第41章
  她不是勾引王爷要上位做姨娘的吗,怎么还跑了呢?
  “你为何要逃?”他好奇问。
  若窈手脚都被绑紧了,无奈靠在马车里,“霍将军为何讨厌我?”
  因为她要给王爷做妾。
  霍思宁在心里说道。
  “……”
  所以她真的不想嫁给王爷做妾?为什么?为什么不想嫁?她不是贪慕虚荣心机深沉的女子吗?
  “为什么?锦衣玉食,荣华富贵,你不想要吗?”
  若窈无语翻了白眼,“霍将军有没有听过一句话?”
  “狗眼看人低。难道只有与人为妾才能锦衣玉食荣华富贵吗?霍将军的好日子,是靠给晋王做妾得来的吗?”
  “……牙尖嘴利,怪不得王爷不喜欢你。”
  霍思宁说完就退出去,翻身上马,走到最前面和魏珏复命。
  返程速度很快,若窈在马车里颠簸,头晕眼花意志消磨,路程两日,她绞尽脑汁和魏珏说话,但他是真断情绝爱了,看都不看她一眼。
  第三日傍晚,一行人抵达晋王府。
  进城前赶上放饭,霍思宁给她送来一个馒头。
  “你马上就要死了,还有心情吃饭。”
  “一会去死,和现在有什么关系。”
  就算死也能做饿死鬼。
  霍思宁:“你为何要去洛城,洛城有什么人在?”
  若窈专心啃馒头,拒绝回答。
  霍思宁:“王爷要处死你,你不再去求饶吗?”
  若窈:“……”
  是她不想吗,是没用,她试过了,魏珏根本不理她,铁了心要杀她。
  “霍将军,你总怀疑我是细作,如果我真是京都那边派来的细作,你觉得王爷会如何处置我?”
  实在不行,她就坦白身份好了,也许魏珏会改变主意。
  霍思宁思索道:“你要承认了?如果真是的话,王爷会容你多活一些时日吧。”
  “霍思宁,滚出来。”
  魏珏在外喊了一声,霍思宁立马跑出去,说:“王爷,她承认了,她是皇帝派来的细作!”

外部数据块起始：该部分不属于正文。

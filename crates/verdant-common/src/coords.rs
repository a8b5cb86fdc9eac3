//! Coordinate types for chunks and world x-space.
//!
//! The world is infinite along x only. A chunk is a fixed-width slice of
//! x-space `[min_x, max_x)` where `min_x = x * chunk_width`.
//!
//! World x is an `i32` inside a chunk span, so chunk coordinates are limited
//! to `±limit(chunk_width)`. Positions beyond that map to the outermost
//! representable chunk, and span math saturates instead of overflowing.

use serde::{Deserialize, Serialize};
use std::fmt;
use std::ops::RangeInclusive;

/// Chunk coordinate (identifies a chunk along the x axis).
#[derive(
    Debug, Clone, Copy, PartialEq, Eq, PartialOrd, Ord, Hash, Default, Serialize, Deserialize,
)]
pub struct ChunkCoord {
    /// X coordinate in chunk space
    pub x: i32,
}

impl ChunkCoord {
    /// Creates a new chunk coordinate.
    #[must_use]
    pub const fn new(x: i32) -> Self {
        Self { x }
    }

    /// Largest chunk coordinate magnitude whose span fits in `i32` world x.
    #[must_use]
    pub const fn limit(chunk_width: u32) -> i32 {
        i32::MAX / width(chunk_width) - 1
    }

    /// Returns the chunk containing the given world x position.
    ///
    /// Uses floor division, so `-1.0` maps to chunk `-1`, not `0`. Positions
    /// past `limit` (and NaN, which maps to 0) are clamped.
    #[must_use]
    pub fn from_world_x(world_x: f32, chunk_width: u32) -> Self {
        let x = (f64::from(world_x) / f64::from(width(chunk_width))).floor();
        let limit = f64::from(Self::limit(chunk_width));
        Self {
            x: x.clamp(-limit, limit) as i32,
        }
    }

    /// Returns the chunk containing the given integer world x position.
    #[must_use]
    pub const fn from_block_x(world_x: i32, chunk_width: u32) -> Self {
        Self {
            x: world_x.div_euclid(width(chunk_width)),
        }
    }

    /// Returns the first world x of this chunk (inclusive).
    #[must_use]
    pub const fn min_x(self, chunk_width: u32) -> i32 {
        self.x.saturating_mul(width(chunk_width))
    }

    /// Returns the end world x of this chunk (exclusive).
    #[must_use]
    pub const fn max_x(self, chunk_width: u32) -> i32 {
        self.x.saturating_add(1).saturating_mul(width(chunk_width))
    }

    /// Pulls this coordinate in so a window of `radius` around it stays
    /// within `±limit(chunk_width)`.
    #[must_use]
    pub fn clamp_for_window(self, radius: u32, chunk_width: u32) -> Self {
        let radius = radius.min(i32::MAX as u32) as i32;
        let bound = Self::limit(chunk_width).saturating_sub(radius).max(0);
        Self {
            x: self.x.clamp(-bound, bound),
        }
    }

    /// Checks whether a world x position falls inside this chunk.
    #[must_use]
    pub fn contains_x(self, world_x: f32, chunk_width: u32) -> bool {
        Self::from_world_x(world_x, chunk_width) == self
    }

    /// Returns the coordinate `delta` chunks away.
    #[must_use]
    pub const fn offset(self, delta: i32) -> Self {
        Self {
            x: self.x.saturating_add(delta),
        }
    }

    /// Returns every chunk overlapping the half-open world range `[min_x, max_x)`.
    ///
    /// An empty or inverted range yields an empty iterator.
    #[must_use]
    pub fn covering(min_x: i32, max_x: i32, chunk_width: u32) -> ChunkRange {
        if max_x <= min_x {
            return ChunkRange::empty();
        }
        let first = Self::from_block_x(min_x, chunk_width);
        let last = Self::from_block_x(max_x - 1, chunk_width);
        ChunkRange {
            inner: first.x..=last.x,
        }
    }

    /// Returns the window of chunks within `radius` of this one, inclusive.
    #[must_use]
    pub fn window(self, radius: u32) -> ChunkRange {
        let r = radius.min(i32::MAX as u32) as i32;
        ChunkRange {
            inner: self.x.saturating_sub(r)..=self.x.saturating_add(r),
        }
    }
}

impl fmt::Display for ChunkCoord {
    fn fmt(&self, f: &mut fmt::Formatter<'_>) -> fmt::Result {
        write!(f, "chunk({})", self.x)
    }
}

/// Chunk width as a divisor; a zero width is treated as 1.
const fn width(chunk_width: u32) -> i32 {
    if chunk_width == 0 {
        1
    } else if chunk_width > i32::MAX as u32 {
        i32::MAX
    } else {
        chunk_width as i32
    }
}

/// Contiguous, ascending run of chunk coordinates.
#[derive(Debug, Clone)]
pub struct ChunkRange {
    inner: RangeInclusive<i32>,
}

impl ChunkRange {
    #[allow(clippy::reversed_empty_ranges)]
    fn empty() -> Self {
        Self { inner: 1..=0 }
    }

    /// Returns true if the range contains no coordinates.
    #[must_use]
    pub fn is_empty(&self) -> bool {
        self.inner.is_empty()
    }

    /// Checks whether a coordinate lies in this range.
    #[must_use]
    pub fn contains(&self, coord: ChunkCoord) -> bool {
        self.inner.contains(&coord.x)
    }
}

impl Iterator for ChunkRange {
    type Item = ChunkCoord;

    fn next(&mut self) -> Option<Self::Item> {
        self.inner.next().map(ChunkCoord::new)
    }

    fn size_hint(&self) -> (usize, Option<usize>) {
        self.inner.size_hint()
    }
}

impl DoubleEndedIterator for ChunkRange {
    fn next_back(&mut self) -> Option<Self::Item> {
        self.inner.next_back().map(ChunkCoord::new)
    }
}

#[cfg(test)]
mod tests {
    use super::*;
    use proptest::prelude::*;

    const WIDTH: u32 = 300;

    #[test]
    fn test_negative_positions_floor() {
        assert_eq!(ChunkCoord::from_world_x(-1.0, WIDTH), ChunkCoord::new(-1));
        assert_eq!(ChunkCoord::from_world_x(-300.0, WIDTH), ChunkCoord::new(-1));
        assert_eq!(ChunkCoord::from_world_x(-300.5, WIDTH), ChunkCoord::new(-2));
        assert_eq!(ChunkCoord::from_block_x(-1, WIDTH), ChunkCoord::new(-1));
    }

    #[test]
    fn test_covering_half_open() {
        let coords: Vec<_> = ChunkCoord::covering(0, 600, WIDTH).collect();
        assert_eq!(coords, vec![ChunkCoord::new(0), ChunkCoord::new(1)]);

        let coords: Vec<_> = ChunkCoord::covering(-10, 10, WIDTH).collect();
        assert_eq!(coords, vec![ChunkCoord::new(-1), ChunkCoord::new(0)]);

        assert!(ChunkCoord::covering(300, 300, WIDTH).is_empty());
        assert!(ChunkCoord::covering(600, 0, WIDTH).is_empty());
    }

    #[test]
    fn test_window() {
        let window: Vec<_> = ChunkCoord::new(0).window(5).collect();
        assert_eq!(window.len(), 11);
        assert_eq!(window.first(), Some(&ChunkCoord::new(-5)));
        assert_eq!(window.last(), Some(&ChunkCoord::new(5)));
        assert_eq!(ChunkCoord::new(-5).min_x(WIDTH), -1500);
        assert_eq!(ChunkCoord::new(5).max_x(WIDTH), 1800);
    }

    #[test]
    fn test_far_positions_clamp_to_limit() {
        let limit = ChunkCoord::limit(WIDTH);
        assert_eq!(limit, i32::MAX / 300 - 1);

        let far = ChunkCoord::from_world_x(1.0e10, WIDTH);
        assert_eq!(far.x, limit);
        assert!(far.min_x(WIDTH) < far.max_x(WIDTH));
        assert_eq!(ChunkCoord::from_world_x(-1.0e10, WIDTH).x, -limit);
        assert_eq!(ChunkCoord::from_world_x(f32::INFINITY, WIDTH).x, limit);
        assert_eq!(ChunkCoord::from_world_x(f32::NAN, WIDTH).x, 0);
    }

    #[test]
    fn test_window_clamp_keeps_spans_representable() {
        let center = ChunkCoord::from_world_x(1.0e10, WIDTH).clamp_for_window(5, WIDTH);
        let window: Vec<_> = center.window(5).collect();
        assert_eq!(window.len(), 11);
        let last = window[10];
        assert_eq!(last.x, ChunkCoord::limit(WIDTH));
        assert_eq!(last.max_x(WIDTH) - last.min_x(WIDTH), 300);

        let center = ChunkCoord::from_world_x(-1.0e10, WIDTH).clamp_for_window(5, WIDTH);
        let first = center.window(5).next().expect("non-empty window");
        assert_eq!(first.max_x(WIDTH) - first.min_x(WIDTH), 300);
    }

    #[test]
    fn test_zero_width_does_not_panic() {
        assert_eq!(ChunkCoord::from_block_x(7, 0), ChunkCoord::new(7));
        assert_eq!(ChunkCoord::new(3).max_x(0), 4);
    }

    proptest! {
        #[test]
        fn prop_world_x_lies_in_its_chunk(x in -1_000_000i32..1_000_000) {
            let coord = ChunkCoord::from_block_x(x, WIDTH);
            prop_assert!(coord.min_x(WIDTH) <= x);
            prop_assert!(x < coord.max_x(WIDTH));
            prop_assert_eq!(coord, ChunkCoord::from_world_x(x as f32, WIDTH));
        }

        #[test]
        fn prop_covering_is_contiguous(min in -50_000i32..50_000, len in 1i32..5_000) {
            let coords: Vec<_> = ChunkCoord::covering(min, min + len, WIDTH).collect();
            prop_assert!(!coords.is_empty());
            prop_assert_eq!(coords[0], ChunkCoord::from_block_x(min, WIDTH));
            for pair in coords.windows(2) {
                prop_assert_eq!(pair[1].x, pair[0].x + 1);
            }
        }
    }
}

  魏珏冷漠以对,“她嘴里的话哪有一句真,死到临头自然想法保命,你若说饶她一命,别说是京城的细作,就算是南蛮细作她也会认。”
  霍思宁:“也对,”
  马车里的若窈同样听见这话,她紧紧握拳,指甲深深陷入掌心,要真这么死了,也太憋屈。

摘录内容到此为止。